» Data:
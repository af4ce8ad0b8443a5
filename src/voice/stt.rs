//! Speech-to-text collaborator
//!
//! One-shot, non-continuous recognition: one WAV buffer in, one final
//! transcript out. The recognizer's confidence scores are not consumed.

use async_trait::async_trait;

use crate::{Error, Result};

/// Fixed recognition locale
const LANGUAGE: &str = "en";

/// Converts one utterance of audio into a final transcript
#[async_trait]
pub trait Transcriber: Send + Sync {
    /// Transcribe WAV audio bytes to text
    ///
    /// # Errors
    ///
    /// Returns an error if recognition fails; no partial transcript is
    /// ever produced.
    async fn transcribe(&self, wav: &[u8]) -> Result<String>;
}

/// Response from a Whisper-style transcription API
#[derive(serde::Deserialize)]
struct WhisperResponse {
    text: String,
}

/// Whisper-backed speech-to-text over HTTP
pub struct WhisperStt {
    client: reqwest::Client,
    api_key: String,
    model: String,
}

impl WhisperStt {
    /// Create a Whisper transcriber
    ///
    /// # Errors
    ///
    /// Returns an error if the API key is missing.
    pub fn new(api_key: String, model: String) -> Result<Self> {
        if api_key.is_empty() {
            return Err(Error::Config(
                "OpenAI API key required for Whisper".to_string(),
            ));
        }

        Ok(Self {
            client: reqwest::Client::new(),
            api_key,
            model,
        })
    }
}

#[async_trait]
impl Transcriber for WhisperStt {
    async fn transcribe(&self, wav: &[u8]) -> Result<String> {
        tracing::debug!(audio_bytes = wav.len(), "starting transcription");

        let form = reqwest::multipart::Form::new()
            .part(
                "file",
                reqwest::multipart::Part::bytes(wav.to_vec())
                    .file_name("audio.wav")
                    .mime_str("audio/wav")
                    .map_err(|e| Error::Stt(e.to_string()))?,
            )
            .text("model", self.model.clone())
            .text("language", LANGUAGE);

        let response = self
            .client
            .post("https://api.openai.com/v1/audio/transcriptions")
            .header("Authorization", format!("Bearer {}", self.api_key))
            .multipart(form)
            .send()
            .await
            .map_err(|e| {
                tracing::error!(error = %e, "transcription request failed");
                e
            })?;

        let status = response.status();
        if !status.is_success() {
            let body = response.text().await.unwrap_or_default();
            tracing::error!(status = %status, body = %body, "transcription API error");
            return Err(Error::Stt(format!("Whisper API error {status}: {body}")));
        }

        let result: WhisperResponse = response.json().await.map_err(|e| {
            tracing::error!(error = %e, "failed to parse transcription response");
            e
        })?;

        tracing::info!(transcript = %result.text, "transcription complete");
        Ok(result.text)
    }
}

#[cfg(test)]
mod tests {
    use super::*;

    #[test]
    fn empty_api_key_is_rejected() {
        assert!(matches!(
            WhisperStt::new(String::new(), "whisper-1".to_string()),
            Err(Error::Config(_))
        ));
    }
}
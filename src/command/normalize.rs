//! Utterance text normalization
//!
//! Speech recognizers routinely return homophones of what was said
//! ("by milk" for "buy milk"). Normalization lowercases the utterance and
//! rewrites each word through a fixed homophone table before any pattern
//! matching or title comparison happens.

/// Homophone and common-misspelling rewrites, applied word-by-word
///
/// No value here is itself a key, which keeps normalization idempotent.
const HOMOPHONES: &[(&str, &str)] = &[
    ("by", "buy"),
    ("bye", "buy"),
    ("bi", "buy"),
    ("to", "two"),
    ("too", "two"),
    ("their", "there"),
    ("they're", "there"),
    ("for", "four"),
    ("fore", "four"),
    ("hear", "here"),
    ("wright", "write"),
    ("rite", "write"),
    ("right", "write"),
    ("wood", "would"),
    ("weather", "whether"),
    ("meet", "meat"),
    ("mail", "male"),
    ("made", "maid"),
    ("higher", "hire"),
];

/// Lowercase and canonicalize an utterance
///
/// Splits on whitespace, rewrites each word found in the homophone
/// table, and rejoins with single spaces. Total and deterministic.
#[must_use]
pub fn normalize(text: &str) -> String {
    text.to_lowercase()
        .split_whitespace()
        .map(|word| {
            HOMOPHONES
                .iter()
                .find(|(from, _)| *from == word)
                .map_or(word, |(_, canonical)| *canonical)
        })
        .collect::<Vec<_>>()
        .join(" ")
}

* * *

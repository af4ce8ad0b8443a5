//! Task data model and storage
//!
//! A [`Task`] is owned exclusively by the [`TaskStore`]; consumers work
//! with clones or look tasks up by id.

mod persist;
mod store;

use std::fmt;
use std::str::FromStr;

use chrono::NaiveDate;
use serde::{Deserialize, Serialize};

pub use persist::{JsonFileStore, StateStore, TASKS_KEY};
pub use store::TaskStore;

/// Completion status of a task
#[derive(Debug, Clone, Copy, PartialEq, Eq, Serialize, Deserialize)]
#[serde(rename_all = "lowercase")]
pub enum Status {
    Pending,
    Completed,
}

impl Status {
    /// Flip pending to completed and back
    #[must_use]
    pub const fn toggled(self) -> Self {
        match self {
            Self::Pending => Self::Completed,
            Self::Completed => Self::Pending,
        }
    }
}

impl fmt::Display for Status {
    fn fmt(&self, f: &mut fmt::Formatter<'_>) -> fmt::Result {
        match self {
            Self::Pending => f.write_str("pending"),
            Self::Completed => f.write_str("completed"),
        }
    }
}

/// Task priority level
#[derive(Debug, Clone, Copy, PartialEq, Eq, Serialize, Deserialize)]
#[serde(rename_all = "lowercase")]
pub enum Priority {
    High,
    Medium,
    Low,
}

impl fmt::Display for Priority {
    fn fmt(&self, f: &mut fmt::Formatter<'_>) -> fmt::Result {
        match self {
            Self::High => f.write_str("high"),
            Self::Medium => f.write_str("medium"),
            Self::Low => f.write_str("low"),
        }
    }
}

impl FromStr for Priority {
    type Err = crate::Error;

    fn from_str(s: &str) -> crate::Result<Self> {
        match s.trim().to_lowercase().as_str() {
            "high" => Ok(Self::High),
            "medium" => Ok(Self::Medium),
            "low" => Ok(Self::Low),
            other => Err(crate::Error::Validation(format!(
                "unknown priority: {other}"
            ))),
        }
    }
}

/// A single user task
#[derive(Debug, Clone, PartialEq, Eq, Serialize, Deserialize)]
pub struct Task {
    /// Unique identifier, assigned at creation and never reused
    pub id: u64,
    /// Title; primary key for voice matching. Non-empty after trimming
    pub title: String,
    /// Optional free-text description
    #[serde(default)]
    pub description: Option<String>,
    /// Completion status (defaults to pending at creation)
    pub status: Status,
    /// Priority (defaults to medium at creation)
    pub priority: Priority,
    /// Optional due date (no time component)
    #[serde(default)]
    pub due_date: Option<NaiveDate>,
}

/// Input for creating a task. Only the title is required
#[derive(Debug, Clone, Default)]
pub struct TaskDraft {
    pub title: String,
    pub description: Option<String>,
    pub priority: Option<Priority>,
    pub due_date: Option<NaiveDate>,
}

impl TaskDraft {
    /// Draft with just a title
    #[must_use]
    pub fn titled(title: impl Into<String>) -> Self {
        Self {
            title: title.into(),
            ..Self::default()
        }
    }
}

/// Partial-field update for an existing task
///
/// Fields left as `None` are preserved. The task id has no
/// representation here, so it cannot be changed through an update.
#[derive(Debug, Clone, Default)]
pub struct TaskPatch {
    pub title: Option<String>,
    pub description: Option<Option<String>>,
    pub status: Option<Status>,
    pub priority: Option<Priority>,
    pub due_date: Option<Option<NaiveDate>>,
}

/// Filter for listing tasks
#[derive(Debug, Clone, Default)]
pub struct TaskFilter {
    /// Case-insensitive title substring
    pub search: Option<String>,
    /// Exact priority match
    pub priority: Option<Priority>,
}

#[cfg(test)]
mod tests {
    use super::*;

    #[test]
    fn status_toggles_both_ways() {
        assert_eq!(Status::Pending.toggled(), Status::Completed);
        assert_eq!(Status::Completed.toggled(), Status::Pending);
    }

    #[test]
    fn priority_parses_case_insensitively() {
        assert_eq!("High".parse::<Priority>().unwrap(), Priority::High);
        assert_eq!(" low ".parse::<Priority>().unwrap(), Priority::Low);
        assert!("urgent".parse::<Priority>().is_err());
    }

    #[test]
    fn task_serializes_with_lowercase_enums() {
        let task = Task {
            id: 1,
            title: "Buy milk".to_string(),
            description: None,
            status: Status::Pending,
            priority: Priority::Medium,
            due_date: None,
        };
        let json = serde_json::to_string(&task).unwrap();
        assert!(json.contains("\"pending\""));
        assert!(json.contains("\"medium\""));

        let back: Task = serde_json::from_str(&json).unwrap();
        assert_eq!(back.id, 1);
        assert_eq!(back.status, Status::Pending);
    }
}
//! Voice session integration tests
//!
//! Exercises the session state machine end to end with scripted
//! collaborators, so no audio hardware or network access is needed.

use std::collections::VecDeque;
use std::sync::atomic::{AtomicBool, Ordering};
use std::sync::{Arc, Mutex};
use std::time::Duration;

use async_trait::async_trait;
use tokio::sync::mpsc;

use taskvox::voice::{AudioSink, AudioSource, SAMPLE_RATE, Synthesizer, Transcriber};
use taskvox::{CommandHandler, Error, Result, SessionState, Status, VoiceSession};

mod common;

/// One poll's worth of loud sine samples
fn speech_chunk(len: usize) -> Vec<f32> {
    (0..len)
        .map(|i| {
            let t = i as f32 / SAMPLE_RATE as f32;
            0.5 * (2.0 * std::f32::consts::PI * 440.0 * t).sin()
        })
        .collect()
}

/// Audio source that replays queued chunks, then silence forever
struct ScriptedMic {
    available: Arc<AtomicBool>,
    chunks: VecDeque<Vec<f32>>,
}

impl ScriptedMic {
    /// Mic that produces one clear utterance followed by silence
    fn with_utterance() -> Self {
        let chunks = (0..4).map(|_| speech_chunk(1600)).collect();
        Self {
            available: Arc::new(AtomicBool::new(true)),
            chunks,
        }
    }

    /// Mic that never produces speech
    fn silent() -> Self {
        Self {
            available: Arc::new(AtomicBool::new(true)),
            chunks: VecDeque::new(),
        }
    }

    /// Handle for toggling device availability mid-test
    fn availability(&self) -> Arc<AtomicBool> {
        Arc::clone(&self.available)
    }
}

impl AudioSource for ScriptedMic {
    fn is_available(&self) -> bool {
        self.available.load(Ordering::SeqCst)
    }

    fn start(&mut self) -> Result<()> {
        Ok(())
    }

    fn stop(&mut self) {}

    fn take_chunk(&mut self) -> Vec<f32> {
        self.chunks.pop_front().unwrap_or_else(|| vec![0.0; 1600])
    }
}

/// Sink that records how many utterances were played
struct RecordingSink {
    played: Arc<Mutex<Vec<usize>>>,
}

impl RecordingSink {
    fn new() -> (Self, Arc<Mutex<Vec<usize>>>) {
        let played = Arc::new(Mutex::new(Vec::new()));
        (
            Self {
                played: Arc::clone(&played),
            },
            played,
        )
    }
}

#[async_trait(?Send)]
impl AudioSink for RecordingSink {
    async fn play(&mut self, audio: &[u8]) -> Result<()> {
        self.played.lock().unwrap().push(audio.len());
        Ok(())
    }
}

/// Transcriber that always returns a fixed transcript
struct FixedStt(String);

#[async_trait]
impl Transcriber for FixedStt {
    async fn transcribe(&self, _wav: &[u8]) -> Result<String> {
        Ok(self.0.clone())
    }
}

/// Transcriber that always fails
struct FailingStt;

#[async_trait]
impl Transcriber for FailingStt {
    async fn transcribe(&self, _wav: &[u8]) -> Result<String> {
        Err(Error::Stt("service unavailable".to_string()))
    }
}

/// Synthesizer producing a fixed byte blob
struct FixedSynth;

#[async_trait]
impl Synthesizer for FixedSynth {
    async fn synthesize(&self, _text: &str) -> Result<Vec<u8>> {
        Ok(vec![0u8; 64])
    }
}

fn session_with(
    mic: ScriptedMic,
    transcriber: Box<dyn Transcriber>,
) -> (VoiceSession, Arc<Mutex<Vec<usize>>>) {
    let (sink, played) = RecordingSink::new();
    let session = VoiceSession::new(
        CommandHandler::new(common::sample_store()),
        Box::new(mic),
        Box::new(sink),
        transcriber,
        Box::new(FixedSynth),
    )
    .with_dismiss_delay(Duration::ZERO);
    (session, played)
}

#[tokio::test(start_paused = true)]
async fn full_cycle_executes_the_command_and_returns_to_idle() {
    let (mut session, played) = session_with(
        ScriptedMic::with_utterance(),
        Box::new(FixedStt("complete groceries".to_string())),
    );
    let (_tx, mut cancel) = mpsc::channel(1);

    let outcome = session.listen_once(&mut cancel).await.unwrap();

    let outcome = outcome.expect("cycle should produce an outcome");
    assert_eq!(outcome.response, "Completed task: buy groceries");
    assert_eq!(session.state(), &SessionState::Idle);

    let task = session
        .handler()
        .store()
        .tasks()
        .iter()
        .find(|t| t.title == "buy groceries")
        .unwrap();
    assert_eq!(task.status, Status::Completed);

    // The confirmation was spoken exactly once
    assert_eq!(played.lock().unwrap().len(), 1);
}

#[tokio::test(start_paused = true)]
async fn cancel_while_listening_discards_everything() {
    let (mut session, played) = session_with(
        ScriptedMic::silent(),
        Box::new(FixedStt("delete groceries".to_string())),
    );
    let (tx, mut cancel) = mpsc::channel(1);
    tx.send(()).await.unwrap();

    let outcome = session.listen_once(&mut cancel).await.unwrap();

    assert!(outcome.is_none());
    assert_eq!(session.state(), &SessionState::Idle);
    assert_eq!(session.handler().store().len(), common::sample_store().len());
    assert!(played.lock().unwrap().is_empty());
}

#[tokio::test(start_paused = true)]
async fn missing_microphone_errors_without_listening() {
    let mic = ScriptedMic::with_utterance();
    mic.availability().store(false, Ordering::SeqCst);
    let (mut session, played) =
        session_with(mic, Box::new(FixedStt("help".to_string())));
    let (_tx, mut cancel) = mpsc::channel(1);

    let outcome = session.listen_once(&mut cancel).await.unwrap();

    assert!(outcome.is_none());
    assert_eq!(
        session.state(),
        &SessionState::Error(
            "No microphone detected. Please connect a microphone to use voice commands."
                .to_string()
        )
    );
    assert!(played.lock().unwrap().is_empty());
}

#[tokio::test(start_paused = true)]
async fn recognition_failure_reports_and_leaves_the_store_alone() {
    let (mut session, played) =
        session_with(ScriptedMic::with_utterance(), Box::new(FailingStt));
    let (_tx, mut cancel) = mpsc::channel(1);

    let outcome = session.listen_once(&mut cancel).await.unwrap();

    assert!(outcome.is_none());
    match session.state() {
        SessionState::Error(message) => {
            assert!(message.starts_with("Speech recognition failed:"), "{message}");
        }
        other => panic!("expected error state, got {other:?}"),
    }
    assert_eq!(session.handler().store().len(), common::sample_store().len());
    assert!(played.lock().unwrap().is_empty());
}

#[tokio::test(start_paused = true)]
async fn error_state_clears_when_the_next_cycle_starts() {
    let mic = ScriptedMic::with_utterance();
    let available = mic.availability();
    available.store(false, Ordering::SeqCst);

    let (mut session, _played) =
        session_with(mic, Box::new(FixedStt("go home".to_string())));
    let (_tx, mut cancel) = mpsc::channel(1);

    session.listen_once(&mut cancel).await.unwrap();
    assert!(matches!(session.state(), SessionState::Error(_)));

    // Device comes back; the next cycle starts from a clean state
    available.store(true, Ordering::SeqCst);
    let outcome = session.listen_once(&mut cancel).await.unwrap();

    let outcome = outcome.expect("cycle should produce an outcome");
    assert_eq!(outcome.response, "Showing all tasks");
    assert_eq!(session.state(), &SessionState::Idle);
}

--

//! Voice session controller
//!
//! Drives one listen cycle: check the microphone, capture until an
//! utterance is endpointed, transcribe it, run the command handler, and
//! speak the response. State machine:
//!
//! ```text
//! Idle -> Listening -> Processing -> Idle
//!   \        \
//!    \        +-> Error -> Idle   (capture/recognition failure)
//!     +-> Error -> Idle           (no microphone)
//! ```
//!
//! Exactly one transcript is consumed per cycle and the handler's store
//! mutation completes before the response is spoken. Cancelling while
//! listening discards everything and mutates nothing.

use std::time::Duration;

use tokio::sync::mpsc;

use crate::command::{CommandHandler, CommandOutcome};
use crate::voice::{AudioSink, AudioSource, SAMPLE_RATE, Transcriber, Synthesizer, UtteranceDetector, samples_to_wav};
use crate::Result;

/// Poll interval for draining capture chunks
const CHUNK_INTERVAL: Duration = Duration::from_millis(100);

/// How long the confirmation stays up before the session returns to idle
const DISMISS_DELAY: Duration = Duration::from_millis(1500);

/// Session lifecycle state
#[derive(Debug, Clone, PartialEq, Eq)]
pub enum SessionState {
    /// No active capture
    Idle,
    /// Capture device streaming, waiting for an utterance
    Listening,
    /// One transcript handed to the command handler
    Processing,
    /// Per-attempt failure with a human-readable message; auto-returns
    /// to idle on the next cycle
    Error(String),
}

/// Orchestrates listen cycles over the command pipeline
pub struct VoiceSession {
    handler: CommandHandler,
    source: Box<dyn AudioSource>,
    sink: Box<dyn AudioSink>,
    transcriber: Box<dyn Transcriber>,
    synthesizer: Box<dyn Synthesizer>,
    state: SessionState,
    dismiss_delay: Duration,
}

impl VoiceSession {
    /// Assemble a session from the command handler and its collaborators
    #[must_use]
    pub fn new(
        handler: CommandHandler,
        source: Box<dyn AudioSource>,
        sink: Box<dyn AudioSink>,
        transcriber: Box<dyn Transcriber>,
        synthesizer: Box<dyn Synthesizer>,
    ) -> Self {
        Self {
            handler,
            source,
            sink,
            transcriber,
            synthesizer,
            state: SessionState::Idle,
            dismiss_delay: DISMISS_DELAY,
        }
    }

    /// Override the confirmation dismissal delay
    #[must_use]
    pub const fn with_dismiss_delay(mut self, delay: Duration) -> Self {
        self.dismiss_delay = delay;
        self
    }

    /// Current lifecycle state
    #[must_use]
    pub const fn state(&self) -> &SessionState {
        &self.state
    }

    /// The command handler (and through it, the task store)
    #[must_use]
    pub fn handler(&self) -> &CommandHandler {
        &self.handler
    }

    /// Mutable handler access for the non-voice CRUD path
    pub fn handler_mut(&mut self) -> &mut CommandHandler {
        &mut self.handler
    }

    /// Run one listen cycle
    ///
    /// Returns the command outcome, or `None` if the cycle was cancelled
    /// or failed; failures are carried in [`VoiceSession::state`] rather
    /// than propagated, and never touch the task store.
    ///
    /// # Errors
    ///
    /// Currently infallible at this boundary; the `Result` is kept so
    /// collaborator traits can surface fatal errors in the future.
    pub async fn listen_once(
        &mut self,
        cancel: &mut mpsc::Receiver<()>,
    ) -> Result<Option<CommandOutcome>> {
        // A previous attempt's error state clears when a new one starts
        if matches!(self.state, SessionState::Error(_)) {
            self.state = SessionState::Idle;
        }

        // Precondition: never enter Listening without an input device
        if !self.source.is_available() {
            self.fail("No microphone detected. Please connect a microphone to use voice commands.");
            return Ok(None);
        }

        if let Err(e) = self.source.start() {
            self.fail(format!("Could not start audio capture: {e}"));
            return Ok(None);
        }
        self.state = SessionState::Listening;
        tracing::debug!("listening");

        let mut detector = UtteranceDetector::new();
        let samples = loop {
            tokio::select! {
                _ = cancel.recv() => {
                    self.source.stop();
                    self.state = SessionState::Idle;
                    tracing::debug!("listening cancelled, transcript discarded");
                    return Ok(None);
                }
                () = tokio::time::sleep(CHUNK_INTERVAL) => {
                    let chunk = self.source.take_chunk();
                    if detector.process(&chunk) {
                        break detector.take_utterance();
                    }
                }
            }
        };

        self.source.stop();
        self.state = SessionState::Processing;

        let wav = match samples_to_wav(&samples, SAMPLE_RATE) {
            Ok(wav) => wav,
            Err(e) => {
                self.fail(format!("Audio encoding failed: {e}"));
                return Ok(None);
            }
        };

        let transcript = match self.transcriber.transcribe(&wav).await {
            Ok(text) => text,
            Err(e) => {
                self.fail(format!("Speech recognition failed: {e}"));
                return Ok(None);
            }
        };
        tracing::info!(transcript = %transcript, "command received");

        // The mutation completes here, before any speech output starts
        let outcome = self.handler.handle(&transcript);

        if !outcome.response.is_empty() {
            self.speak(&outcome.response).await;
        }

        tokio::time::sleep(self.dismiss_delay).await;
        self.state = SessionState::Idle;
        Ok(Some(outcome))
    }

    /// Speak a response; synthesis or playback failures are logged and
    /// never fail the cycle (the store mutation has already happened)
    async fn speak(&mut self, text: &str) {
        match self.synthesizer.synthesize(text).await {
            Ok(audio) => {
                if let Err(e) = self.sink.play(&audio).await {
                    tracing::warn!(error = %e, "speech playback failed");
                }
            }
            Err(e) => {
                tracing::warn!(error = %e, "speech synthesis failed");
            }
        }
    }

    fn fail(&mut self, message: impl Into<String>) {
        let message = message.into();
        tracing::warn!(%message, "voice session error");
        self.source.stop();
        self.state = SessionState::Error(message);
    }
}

» Task item:
The lines above that hold the word "silence" should be found and copied out.

» Response to this task:
/// Audio source that replays queued chunks, then silence forever
    /// Mic that produces one clear utterance followed by silence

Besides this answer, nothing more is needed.